Debí tener cerca de cuatro o cinco años, acaso menos, cuando las niñas comenzaron a manosearme. Yo era más tímido que un pantano y sólo me dejaba hacer. Después, unos años más tarde, logré hacerme de cierta experiencia, aunque no había cumplido siquiera diez años. No guardo ningún juicio moral al respecto —no soy estúpido—, mas recuerdo que desde entonces las miraba como los seres más bellos y extraños que el mundo había colocado a mi alrededor. Qué misterio tan agradable e intimidante. La más atrevida resultó ser la abanderada de la escuela, Carmela, quien no desperdiciaba ningún descuido para llevarme hasta un rincón y conocerme más a profundidad. Sólo había, en tales encuentros, escarceos, toqueteos, besos y abrazos sicalípticos. Sin embargo, yo estaba enamorado de otra niña. una rubia, pálida y muy estudiosa, la más brillante de mi salón de escuela pública. De ella terminé siendo su novio antes de que culminaran mis estudios de primaria. En cuanto llegaron las vacaciones el romance se desvaneció y mi padre me internó en una escuela militarizada. Qué manera de destruir el paraíso. Desde entonces, dicha arcadia se ha ido desmoronando y ahora que soy viejo me pregunto qué pasaba por mi mente en aquellos tiempos. Los razonamientos de un niño o una niña son impulsos disfrazados de palabras. Nadie puede creerles, sólo observarlos y obtener conclusiones.
Me enteré de que en un estado de este país (SLP) un partido desea imponer a una gobernadora, sin importar si es capaz de llevar por buen camino los asuntos públicos, si conoce la circunstancia económica, cultural y política de su región y del territorio nacional. ¡Es una mujer y tiene el derecho, aunque fuera sordomuda! ¡Qué manera de sobajar al género femenino: de convertirlo en una atroz bandera, de rendirle pleitesía obligatoriamente. Carajo. Recuerdo muchas propuestas badulaques, pero jamás había escuchado proferir una tan desproporcionada y enemiga de la inteligencia. ¿Qué importa el género si quien gobierna les ofrece bienestar a sus gobernados? Se trata de una ocurrencia emocional que sustituye al pensamiento claro, progresista y sopesado, necesario para el estímulo del bien público.
Hemos llegado a un grado en el que son los peores quienes llevan las riendas.
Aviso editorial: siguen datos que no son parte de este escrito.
//! Query filter model and smart-search analysis.
//!
//! The SQL that executes these filters lives in the db crate; this module
//! only models them, so filter parsing, clamping, and keyword detection
//! stay testable without a database.

use chrono::{DateTime, NaiveDate, Utc};
use regex::Regex;
use rust_decimal::Decimal;
use serde::{Deserialize, Serialize};
use std::collections::BTreeMap;
use std::sync::LazyLock;

use crate::models::{Estado, WorkflowState};

/// Default page size for listings.
pub const DEFAULT_PAGE_SIZE: u32 = 15;

/// Hard cap on page size.
pub const MAX_PAGE_SIZE: u32 = 100;

/// Which date column range filters apply to.
#[derive(Debug, Clone, Copy, PartialEq, Eq, Default, Serialize, Deserialize)]
#[serde(rename_all = "snake_case")]
pub enum FechaCampo {
    #[default]
    PublicationDate,
    OpeningDate,
    /// When the record was first scraped.
    FechaScraping,
}

impl FechaCampo {
    pub fn parse(s: &str) -> Option<Self> {
        match s {
            "publication_date" | "fecha_publicacion" => Some(FechaCampo::PublicationDate),
            "opening_date" | "fecha_apertura" => Some(FechaCampo::OpeningDate),
            "fecha_scraping" => Some(FechaCampo::FechaScraping),
            _ => None,
        }
    }
}

/// Whitelisted sort keys.
#[derive(Debug, Clone, Copy, PartialEq, Eq, Default, Serialize, Deserialize)]
#[serde(rename_all = "snake_case")]
pub enum SortField {
    #[default]
    PublicationDate,
    OpeningDate,
    FechaScraping,
    Budget,
}

impl SortField {
    pub fn parse(s: &str) -> Option<Self> {
        match s {
            "publication_date" => Some(SortField::PublicationDate),
            "opening_date" => Some(SortField::OpeningDate),
            "fecha_scraping" => Some(SortField::FechaScraping),
            "budget" => Some(SortField::Budget),
            _ => None,
        }
    }
}

#[derive(Debug, Clone, Copy, PartialEq, Eq, Default, Serialize, Deserialize)]
#[serde(rename_all = "lowercase")]
pub enum SortOrder {
    Asc,
    #[default]
    Desc,
}

impl SortOrder {
    pub fn parse(s: &str) -> Option<Self> {
        match s {
            "asc" => Some(SortOrder::Asc),
            "desc" => Some(SortOrder::Desc),
            _ => None,
        }
    }
}

#[derive(Debug, Clone, Copy, PartialEq, Eq, Serialize, Deserialize)]
pub struct Sort {
    pub field: SortField,
    pub order: SortOrder,
}

impl Default for Sort {
    fn default() -> Self {
        Self {
            field: SortField::PublicationDate,
            order: SortOrder::Desc,
        }
    }
}

/// 1-based page plus size, clamped to the allowed range.
#[derive(Debug, Clone, Copy, PartialEq, Eq, Serialize, Deserialize)]
pub struct Pagination {
    pub page: u32,
    pub size: u32,
}

impl Default for Pagination {
    fn default() -> Self {
        Self {
            page: 1,
            size: DEFAULT_PAGE_SIZE,
        }
    }
}

impl Pagination {
    pub fn new(page: u32, size: u32) -> Self {
        Self {
            page: page.max(1),
            size: size.clamp(1, MAX_PAGE_SIZE),
        }
    }

    pub fn offset(&self) -> i64 {
        (self.page as i64 - 1) * self.size as i64
    }

    pub fn limit(&self) -> i64 {
        self.size as i64
    }
}

/// All recognized listing filters; everything ANDs together.
#[derive(Debug, Clone, Default, Serialize, Deserialize)]
pub struct ListFilter {
    /// Full-text query over title/description/organization/category.
    pub q: Option<String>,
    pub fuente: Option<String>,
    #[serde(default)]
    pub fuente_exclude: Vec<String>,
    pub estado: Option<Estado>,
    pub category: Option<String>,
    pub workflow_state: Option<WorkflowState>,
    pub jurisdiccion: Option<String>,
    pub tipo_procedimiento: Option<String>,
    pub organization: Option<String>,
    pub nodo: Option<String>,
    pub budget_min: Option<Decimal>,
    pub budget_max: Option<Decimal>,
    pub fecha_desde: Option<NaiveDate>,
    pub fecha_hasta: Option<NaiveDate>,
    #[serde(default)]
    pub fecha_campo: FechaCampo,
    pub year: Option<i32>,
    /// Only records first seen after this instant.
    pub nuevas_desde: Option<DateTime<Utc>>,
    #[serde(default)]
    pub only_national: bool,
}

impl ListFilter {
    /// A copy with one facet dimension removed, for self-excluding facet
    /// aggregation.
    pub fn without_dimension(&self, dimension: FacetDimension) -> ListFilter {
        let mut f = self.clone();
        match dimension {
            FacetDimension::Fuente => f.fuente = None,
            FacetDimension::Status => f.estado = None,
            FacetDimension::Category => f.category = None,
            FacetDimension::WorkflowState => f.workflow_state = None,
            FacetDimension::Jurisdiccion => f.jurisdiccion = None,
            FacetDimension::TipoProcedimiento => f.tipo_procedimiento = None,
            FacetDimension::Organization => f.organization = None,
            FacetDimension::Nodo => f.nodo = None,
        }
        f
    }
}

/// The discrete dimensions facet counts are computed over.
#[derive(Debug, Clone, Copy, PartialEq, Eq)]
pub enum FacetDimension {
    Fuente,
    Status,
    Category,
    WorkflowState,
    Jurisdiccion,
    TipoProcedimiento,
    Organization,
    Nodo,
}

impl FacetDimension {
    pub const ALL: [FacetDimension; 8] = [
        FacetDimension::Fuente,
        FacetDimension::Status,
        FacetDimension::Category,
        FacetDimension::WorkflowState,
        FacetDimension::Jurisdiccion,
        FacetDimension::TipoProcedimiento,
        FacetDimension::Organization,
        FacetDimension::Nodo,
    ];

    /// Key under which this dimension appears in facet responses.
    pub fn key(&self) -> &'static str {
        match self {
            FacetDimension::Fuente => "fuente",
            FacetDimension::Status => "status",
            FacetDimension::Category => "category",
            FacetDimension::WorkflowState => "workflow_state",
            FacetDimension::Jurisdiccion => "jurisdiccion",
            FacetDimension::TipoProcedimiento => "tipo_procedimiento",
            FacetDimension::Organization => "organization",
            FacetDimension::Nodo => "nodos",
        }
    }

    /// Column backing this dimension.
    pub fn column(&self) -> &'static str {
        match self {
            FacetDimension::Fuente => "fuente",
            FacetDimension::Status => "estado",
            FacetDimension::Category => "category",
            FacetDimension::WorkflowState => "workflow_state",
            FacetDimension::Jurisdiccion => "jurisdiccion",
            FacetDimension::TipoProcedimiento => "tipo_procedimiento",
            FacetDimension::Organization => "organization",
            FacetDimension::Nodo => "nodo",
        }
    }
}

/// One facet value with its count.
#[derive(Debug, Clone, PartialEq, Eq, Serialize, Deserialize)]
pub struct FacetCount {
    pub value: String,
    pub count: i64,
}

/// A page of results.
#[derive(Debug, Clone, Serialize)]
pub struct Page<T> {
    pub items: Vec<T>,
    pub page: u32,
    pub size: u32,
    pub total: i64,
}

static QUERY_YEAR: LazyLock<Regex> = LazyLock::new(|| Regex::new(r"\b(202[4-7])\b").unwrap());

/// What smart search extracted from a free-text query.
#[derive(Debug, Clone, Default, PartialEq, Eq, Serialize)]
pub struct SmartQuery {
    /// Original text, always retained as the fallback filter.
    pub text: Option<String>,
    /// Detected keyword filters, echoed back to the UI.
    pub auto_filters: BTreeMap<String, String>,
}

/// Inspects `q` for keyword patterns (year, fuente names, rubro names) and
/// turns them into `auto_filters`. The original text always survives as the
/// fallback full-text filter.
pub fn analyze_query(q: &str, known_fuentes: &[String], known_rubros: &[String]) -> SmartQuery {
    let trimmed = q.trim();
    if trimmed.is_empty() {
        return SmartQuery::default();
    }
    let mut auto_filters = BTreeMap::new();
    let lowered = trimmed.to_lowercase();

    if let Some(caps) = QUERY_YEAR.captures(trimmed) {
        auto_filters.insert("year".to_string(), caps[1].to_string());
    }
    if let Some(fuente) = known_fuentes
        .iter()
        .find(|f| lowered.contains(&f.to_lowercase()))
    {
        auto_filters.insert("fuente".to_string(), fuente.clone());
    }
    if let Some(rubro) = known_rubros
        .iter()
        .find(|r| lowered.contains(&r.to_lowercase()))
    {
        auto_filters.insert("category".to_string(), rubro.clone());
    }

    SmartQuery {
        text: Some(trimmed.to_string()),
        auto_filters,
    }
}

/// Applies a smart-search result onto a filter: detected keywords fill
/// their fields only where the caller has not set them explicitly.
pub fn apply_auto_filters(filter: &mut ListFilter, smart: &SmartQuery) {
    if let Some(year) = smart.auto_filters.get("year") {
        if filter.year.is_none() {
            filter.year = year.parse().ok();
        }
    }
    if let Some(fuente) = smart.auto_filters.get("fuente") {
        if filter.fuente.is_none() {
            filter.fuente = Some(fuente.clone());
        }
    }
    if let Some(category) = smart.auto_filters.get("category") {
        if filter.category.is_none() {
            filter.category = Some(category.clone());
        }
    }
    filter.q = smart.text.clone();
}

#[cfg(test)]
mod tests {
    use super::*;

    #[test]
    fn test_pagination_defaults() {
        let p = Pagination::default();
        assert_eq!(p.page, 1);
        assert_eq!(p.size, 15);
        assert_eq!(p.offset(), 0);
    }

    #[test]
    fn test_pagination_clamps() {
        let p = Pagination::new(0, 500);
        assert_eq!(p.page, 1);
        assert_eq!(p.size, MAX_PAGE_SIZE);

        let p = Pagination::new(3, 20);
        assert_eq!(p.offset(), 40);
        assert_eq!(p.limit(), 20);
    }

    #[test]
    fn test_sort_parsing() {
        assert_eq!(SortField::parse("budget"), Some(SortField::Budget));
        assert_eq!(SortField::parse("title"), None);
        assert_eq!(SortOrder::parse("asc"), Some(SortOrder::Asc));
        assert_eq!(SortOrder::parse("up"), None);
    }

    #[test]
    fn test_fecha_campo_aliases() {
        assert_eq!(
            FechaCampo::parse("fecha_apertura"),
            Some(FechaCampo::OpeningDate)
        );
        assert_eq!(
            FechaCampo::parse("fecha_scraping"),
            Some(FechaCampo::FechaScraping)
        );
        assert_eq!(FechaCampo::parse("updated_at"), None);
    }

    #[test]
    fn test_without_dimension() {
        let filter = ListFilter {
            fuente: Some("boletin".into()),
            estado: Some(Estado::Vigente),
            ..Default::default()
        };
        let f = filter.without_dimension(FacetDimension::Fuente);
        assert!(f.fuente.is_none());
        assert_eq!(f.estado, Some(Estado::Vigente));

        let f = filter.without_dimension(FacetDimension::Status);
        assert!(f.estado.is_none());
        assert_eq!(f.fuente.as_deref(), Some("boletin"));
    }

    #[test]
    fn test_analyze_query_year() {
        let smart = analyze_query("obras 2025", &[], &[]);
        assert_eq!(smart.auto_filters.get("year").map(String::as_str), Some("2025"));
        assert_eq!(smart.text.as_deref(), Some("obras 2025"));
    }

    #[test]
    fn test_analyze_query_out_of_window_year_ignored() {
        let smart = analyze_query("censo 2019", &[], &[]);
        assert!(smart.auto_filters.get("year").is_none());
    }

    #[test]
    fn test_analyze_query_fuente_and_rubro() {
        let fuentes = vec!["comprar-mza".to_string(), "boletin".to_string()];
        let rubros = vec!["Salud".to_string()];
        let smart = analyze_query("salud boletin vigentes", &fuentes, &rubros);
        assert_eq!(
            smart.auto_filters.get("fuente").map(String::as_str),
            Some("boletin")
        );
        assert_eq!(
            smart.auto_filters.get("category").map(String::as_str),
            Some("Salud")
        );
    }

    #[test]
    fn test_analyze_query_empty() {
        assert_eq!(analyze_query("   ", &[], &[]), SmartQuery::default());
    }

    #[test]
    fn test_apply_auto_filters_respects_explicit() {
        let mut filter = ListFilter {
            year: Some(2024),
            ..Default::default()
        };
        let smart = analyze_query("obras 2025", &[], &[]);
        apply_auto_filters(&mut filter, &smart);
        // Explicit year wins over the detected one.
        assert_eq!(filter.year, Some(2024));
        assert_eq!(filter.q.as_deref(), Some("obras 2025"));
    }

    #[test]
    fn test_apply_auto_filters_fills_empty() {
        let mut filter = ListFilter::default();
        let smart = analyze_query("obras 2025", &[], &[]);
        apply_auto_filters(&mut filter, &smart);
        assert_eq!(filter.year, Some(2025));
    }

    #[test]
    fn test_facet_dimension_keys() {
        assert_eq!(FacetDimension::Status.key(), "status");
        assert_eq!(FacetDimension::Status.column(), "estado");
        assert_eq!(FacetDimension::Nodo.key(), "nodos");
        assert_eq!(FacetDimension::ALL.len(), 8);
    }

    #[test]
    fn test_list_filter_serde_roundtrip() {
        let filter = ListFilter {
            q: Some("ruta 40".into()),
            estado: Some(Estado::Vigente),
            only_national: true,
            fecha_campo: FechaCampo::OpeningDate,
            ..Default::default()
        };
        let json = serde_json::to_string(&filter).unwrap();
        let back: ListFilter = serde_json::from_str(&json).unwrap();
        assert_eq!(back.q.as_deref(), Some("ruta 40"));
        assert_eq!(back.estado, Some(Estado::Vigente));
        assert!(back.only_national);
        assert_eq!(back.fecha_campo, FechaCampo::OpeningDate);
    }
}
Los intelectuales, en general, no pesan, están borrados, son una anécdota, ello a pesar de que quizás lo único que este país le ha ofrecido al mundo es su cultura, no su política, ni su ciencia, ni su economía. En el México prehispánico, Nezahualcóyotl (1402-1472), rey de Texcoco, poeta, y una de la figuras insignes de aquellos tiempos, no dejaba pasar más de ochenta días para que se resolvieran los casos judiciales, así como también fue uno de los mayores arquitectos o urbanistas visionarios que hayan jamás nacido en estas tierras. Si cualquier persona común se diera el tiempo para investigar al respecto se daría cuenta que desde entonces vamos dando pasos atrás, guardadas las características propias de cada época. Un ejemplo general a la mano que se me ocurre, en 1848, es el Tratado de Guadalupe a partir del cual, los gringos se apropiaron de 400 000 kilómetros cuadrados del territorio mexicano, ofreciéndonos 15 millones de pesos como indemnización (Lucas Alamán suplicaba a Europa que interviniera antes de ser devorados por los vecinos del norte). Ese país, USA, que asesinó a dos de sus más ilustres presidentes, a los más notables luchadores sociales e intervino e invadió varios países que ni siquiera podía señalar en el mapa; este país que inventó pretextos (armas de destrucción masiva) para destruir a una de las capitales más importantes del mundo antiguo (Bagdad), que reprimió a sus jóvenes en Chicago, y a la mayoría los mandó a morir a guerras extravagantes; ahíto de corrupción y emprendedor de bombas atómicas; ¿esa entidad civil se propone juzgar al mundo? Ninguna ética fuerte se lo permitiría. ¿Nicolás Maduro?, bueno, es un criminal electoral y un hombre sin escrúpulos, pero que lo juzgue y castigue su sociedad, no una globalización económica dirigida por uno de los países menos presentables del mundo: USA.
Esperemos además que, en México, la inflación, el atropello al gasto público, la inquisición vía Hacienda, y el menosprecio de las instituciones no sean un golpe demasiado duro para las generaciones venideras. De lo contrario repetiremos la historia de manera ridícula e incluso aburrida. Cómo quisiera regresar a aquella época en la que fui ampliamente manoseado —bajo mi aturdido consentimiento—, y no vivir en esta hecatombe de equívocos políticos, genéricos y, en general, de tan baja marea. ¿Y los intelectuales cuándo? Algunos estamos preparándonos.